┌──

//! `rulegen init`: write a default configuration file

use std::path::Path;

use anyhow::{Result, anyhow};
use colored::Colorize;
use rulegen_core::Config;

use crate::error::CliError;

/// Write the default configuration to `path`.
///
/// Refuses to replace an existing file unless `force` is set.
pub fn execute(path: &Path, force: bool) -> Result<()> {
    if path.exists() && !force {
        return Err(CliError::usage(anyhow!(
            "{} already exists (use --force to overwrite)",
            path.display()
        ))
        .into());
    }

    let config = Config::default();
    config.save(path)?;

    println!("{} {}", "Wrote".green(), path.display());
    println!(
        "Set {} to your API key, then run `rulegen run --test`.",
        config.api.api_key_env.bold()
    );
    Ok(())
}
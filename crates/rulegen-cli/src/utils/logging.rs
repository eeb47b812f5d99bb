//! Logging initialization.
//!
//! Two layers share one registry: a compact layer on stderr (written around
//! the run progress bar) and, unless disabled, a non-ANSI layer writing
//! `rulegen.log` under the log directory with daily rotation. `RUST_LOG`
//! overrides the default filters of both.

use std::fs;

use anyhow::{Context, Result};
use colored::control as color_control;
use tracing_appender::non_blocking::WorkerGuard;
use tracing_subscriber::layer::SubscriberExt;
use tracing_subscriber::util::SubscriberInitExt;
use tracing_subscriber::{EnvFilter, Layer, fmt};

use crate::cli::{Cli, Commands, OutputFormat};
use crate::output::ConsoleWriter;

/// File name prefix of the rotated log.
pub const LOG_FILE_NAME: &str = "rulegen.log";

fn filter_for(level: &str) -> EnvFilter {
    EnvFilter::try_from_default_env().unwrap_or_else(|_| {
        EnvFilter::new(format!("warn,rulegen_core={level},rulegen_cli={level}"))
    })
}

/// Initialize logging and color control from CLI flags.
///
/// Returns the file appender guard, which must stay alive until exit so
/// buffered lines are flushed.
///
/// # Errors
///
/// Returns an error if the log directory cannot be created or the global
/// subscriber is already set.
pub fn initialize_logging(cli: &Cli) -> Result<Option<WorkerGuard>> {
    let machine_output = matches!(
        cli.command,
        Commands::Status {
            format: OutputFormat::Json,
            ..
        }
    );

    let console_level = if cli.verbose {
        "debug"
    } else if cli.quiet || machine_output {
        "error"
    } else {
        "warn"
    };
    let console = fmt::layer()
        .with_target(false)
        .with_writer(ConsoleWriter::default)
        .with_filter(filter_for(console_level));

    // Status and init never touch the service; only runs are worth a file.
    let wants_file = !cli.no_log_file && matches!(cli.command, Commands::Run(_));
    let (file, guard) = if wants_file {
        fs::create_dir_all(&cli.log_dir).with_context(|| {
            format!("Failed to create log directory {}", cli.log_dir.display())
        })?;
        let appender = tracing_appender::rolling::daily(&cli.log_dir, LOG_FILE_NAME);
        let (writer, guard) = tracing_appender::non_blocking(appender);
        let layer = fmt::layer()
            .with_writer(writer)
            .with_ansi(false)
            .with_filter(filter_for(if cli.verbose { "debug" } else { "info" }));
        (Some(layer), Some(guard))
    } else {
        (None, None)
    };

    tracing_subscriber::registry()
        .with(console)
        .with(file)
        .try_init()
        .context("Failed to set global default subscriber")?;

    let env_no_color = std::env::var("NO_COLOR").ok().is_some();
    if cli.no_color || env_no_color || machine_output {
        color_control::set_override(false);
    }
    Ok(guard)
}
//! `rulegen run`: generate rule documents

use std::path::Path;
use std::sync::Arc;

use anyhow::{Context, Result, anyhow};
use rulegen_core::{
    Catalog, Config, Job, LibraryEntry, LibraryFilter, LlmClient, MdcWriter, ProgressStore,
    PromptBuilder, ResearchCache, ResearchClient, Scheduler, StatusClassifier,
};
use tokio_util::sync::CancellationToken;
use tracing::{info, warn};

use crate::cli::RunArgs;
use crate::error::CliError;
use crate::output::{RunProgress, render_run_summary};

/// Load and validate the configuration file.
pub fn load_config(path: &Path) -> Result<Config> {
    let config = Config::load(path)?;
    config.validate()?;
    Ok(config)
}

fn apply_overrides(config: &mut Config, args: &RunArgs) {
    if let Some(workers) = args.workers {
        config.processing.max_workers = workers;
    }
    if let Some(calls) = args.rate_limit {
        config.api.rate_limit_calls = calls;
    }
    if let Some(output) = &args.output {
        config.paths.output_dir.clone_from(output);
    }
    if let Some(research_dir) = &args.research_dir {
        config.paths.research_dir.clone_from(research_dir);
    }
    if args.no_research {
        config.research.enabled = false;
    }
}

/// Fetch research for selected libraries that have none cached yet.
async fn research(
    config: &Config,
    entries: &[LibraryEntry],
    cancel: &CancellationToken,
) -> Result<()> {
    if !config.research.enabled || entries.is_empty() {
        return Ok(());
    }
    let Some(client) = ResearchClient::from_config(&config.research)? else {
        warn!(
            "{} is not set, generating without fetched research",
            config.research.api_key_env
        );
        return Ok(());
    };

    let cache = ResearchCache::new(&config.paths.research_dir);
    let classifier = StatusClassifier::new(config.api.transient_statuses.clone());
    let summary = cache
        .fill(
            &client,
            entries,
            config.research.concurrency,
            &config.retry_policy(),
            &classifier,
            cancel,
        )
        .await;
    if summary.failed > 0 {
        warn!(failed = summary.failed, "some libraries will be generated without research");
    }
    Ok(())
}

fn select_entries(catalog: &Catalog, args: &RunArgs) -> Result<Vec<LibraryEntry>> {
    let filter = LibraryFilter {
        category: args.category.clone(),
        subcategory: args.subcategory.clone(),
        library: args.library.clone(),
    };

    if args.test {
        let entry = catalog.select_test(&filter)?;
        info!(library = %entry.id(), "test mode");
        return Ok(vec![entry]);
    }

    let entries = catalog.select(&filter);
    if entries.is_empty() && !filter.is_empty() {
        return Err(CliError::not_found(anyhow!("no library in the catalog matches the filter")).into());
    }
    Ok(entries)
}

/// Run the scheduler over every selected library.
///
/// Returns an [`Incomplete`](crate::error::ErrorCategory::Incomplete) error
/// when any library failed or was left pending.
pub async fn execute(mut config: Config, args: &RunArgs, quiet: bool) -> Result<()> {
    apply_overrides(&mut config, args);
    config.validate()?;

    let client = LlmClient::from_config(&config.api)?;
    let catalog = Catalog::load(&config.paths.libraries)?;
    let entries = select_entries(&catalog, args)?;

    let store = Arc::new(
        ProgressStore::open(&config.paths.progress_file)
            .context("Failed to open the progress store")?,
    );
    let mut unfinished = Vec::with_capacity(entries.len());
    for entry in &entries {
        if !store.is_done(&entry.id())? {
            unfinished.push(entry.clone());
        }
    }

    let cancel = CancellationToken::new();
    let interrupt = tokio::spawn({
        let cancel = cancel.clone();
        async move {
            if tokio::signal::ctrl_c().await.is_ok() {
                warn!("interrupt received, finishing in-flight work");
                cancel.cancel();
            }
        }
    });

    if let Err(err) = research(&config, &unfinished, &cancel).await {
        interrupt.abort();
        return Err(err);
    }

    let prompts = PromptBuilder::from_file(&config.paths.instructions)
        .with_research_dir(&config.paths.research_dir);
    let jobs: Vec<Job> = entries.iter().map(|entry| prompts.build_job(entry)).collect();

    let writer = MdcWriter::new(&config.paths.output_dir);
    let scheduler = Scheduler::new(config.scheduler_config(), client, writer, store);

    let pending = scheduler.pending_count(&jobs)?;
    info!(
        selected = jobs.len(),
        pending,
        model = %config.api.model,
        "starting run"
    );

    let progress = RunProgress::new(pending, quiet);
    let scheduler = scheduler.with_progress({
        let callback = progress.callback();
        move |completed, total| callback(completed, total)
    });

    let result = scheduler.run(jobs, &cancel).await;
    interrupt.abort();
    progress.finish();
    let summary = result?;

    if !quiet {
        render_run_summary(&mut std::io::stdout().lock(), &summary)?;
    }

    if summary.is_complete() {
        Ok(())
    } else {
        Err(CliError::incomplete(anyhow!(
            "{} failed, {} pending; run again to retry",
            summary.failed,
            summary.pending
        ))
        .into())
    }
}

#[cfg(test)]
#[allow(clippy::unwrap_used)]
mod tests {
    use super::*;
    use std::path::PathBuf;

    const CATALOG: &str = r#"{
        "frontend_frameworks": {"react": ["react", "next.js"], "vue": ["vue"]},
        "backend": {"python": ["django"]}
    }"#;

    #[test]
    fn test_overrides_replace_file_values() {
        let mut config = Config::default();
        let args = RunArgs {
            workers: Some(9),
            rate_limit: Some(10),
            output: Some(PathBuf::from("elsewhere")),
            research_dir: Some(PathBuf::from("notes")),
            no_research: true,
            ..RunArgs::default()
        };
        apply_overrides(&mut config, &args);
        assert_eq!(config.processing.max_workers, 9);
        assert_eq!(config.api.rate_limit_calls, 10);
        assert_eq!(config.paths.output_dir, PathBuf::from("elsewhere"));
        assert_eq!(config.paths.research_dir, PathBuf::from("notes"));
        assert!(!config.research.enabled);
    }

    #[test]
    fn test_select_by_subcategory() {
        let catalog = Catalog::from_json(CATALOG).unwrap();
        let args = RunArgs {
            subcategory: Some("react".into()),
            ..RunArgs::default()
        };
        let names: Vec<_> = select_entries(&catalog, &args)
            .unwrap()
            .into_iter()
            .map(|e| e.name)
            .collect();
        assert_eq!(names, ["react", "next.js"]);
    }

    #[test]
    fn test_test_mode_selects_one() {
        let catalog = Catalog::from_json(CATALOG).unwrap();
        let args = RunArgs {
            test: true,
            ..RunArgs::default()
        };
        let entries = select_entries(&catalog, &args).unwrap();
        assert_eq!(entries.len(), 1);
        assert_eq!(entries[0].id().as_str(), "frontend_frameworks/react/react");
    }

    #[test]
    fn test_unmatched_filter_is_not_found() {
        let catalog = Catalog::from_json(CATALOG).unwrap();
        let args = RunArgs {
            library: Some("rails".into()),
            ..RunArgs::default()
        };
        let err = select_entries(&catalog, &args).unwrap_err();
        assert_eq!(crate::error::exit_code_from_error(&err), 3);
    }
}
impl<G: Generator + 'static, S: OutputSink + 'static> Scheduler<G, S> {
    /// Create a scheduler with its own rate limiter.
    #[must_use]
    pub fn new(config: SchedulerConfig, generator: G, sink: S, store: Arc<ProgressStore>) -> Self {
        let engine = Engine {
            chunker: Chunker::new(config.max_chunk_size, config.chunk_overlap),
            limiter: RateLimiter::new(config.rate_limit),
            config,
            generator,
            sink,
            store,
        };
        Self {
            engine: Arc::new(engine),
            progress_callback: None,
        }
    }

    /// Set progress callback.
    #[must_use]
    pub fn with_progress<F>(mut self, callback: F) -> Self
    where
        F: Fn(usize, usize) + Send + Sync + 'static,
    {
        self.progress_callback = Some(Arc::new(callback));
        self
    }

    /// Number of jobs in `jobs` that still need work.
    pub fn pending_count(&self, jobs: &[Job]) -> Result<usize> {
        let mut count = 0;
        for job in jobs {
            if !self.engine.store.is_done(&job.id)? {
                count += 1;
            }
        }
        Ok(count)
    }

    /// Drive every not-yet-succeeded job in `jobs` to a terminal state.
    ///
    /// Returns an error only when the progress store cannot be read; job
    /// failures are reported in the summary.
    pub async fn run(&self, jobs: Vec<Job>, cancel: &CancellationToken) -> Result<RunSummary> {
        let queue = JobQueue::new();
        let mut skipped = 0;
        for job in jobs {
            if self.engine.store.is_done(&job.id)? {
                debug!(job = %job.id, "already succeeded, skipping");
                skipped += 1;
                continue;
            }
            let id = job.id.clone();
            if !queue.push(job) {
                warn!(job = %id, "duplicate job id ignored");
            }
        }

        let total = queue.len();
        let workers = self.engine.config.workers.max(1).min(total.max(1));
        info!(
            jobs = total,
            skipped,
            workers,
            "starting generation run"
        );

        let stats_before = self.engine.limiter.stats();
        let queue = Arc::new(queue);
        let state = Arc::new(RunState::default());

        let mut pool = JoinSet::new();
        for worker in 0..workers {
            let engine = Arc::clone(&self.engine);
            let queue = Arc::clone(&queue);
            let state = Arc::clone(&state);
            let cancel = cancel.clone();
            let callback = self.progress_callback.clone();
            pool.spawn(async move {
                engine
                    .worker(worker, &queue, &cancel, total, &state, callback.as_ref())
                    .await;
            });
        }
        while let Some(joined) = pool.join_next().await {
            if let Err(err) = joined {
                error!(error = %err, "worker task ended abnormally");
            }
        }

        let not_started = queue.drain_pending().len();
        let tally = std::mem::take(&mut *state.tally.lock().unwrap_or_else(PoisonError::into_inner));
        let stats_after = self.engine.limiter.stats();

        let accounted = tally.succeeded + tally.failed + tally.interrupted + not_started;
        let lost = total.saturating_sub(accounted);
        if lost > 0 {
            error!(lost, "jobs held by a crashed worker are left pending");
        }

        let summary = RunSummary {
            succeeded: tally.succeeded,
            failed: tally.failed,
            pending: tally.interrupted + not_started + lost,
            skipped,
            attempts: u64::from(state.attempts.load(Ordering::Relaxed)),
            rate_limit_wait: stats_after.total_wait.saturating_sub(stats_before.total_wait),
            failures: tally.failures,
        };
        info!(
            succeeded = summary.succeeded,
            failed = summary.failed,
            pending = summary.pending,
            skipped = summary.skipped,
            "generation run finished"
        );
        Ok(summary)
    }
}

└──

Brief -
Work through the material above and count the lines that contain the word "interrupted". Only the number is to be given.

Response for this exercise -
2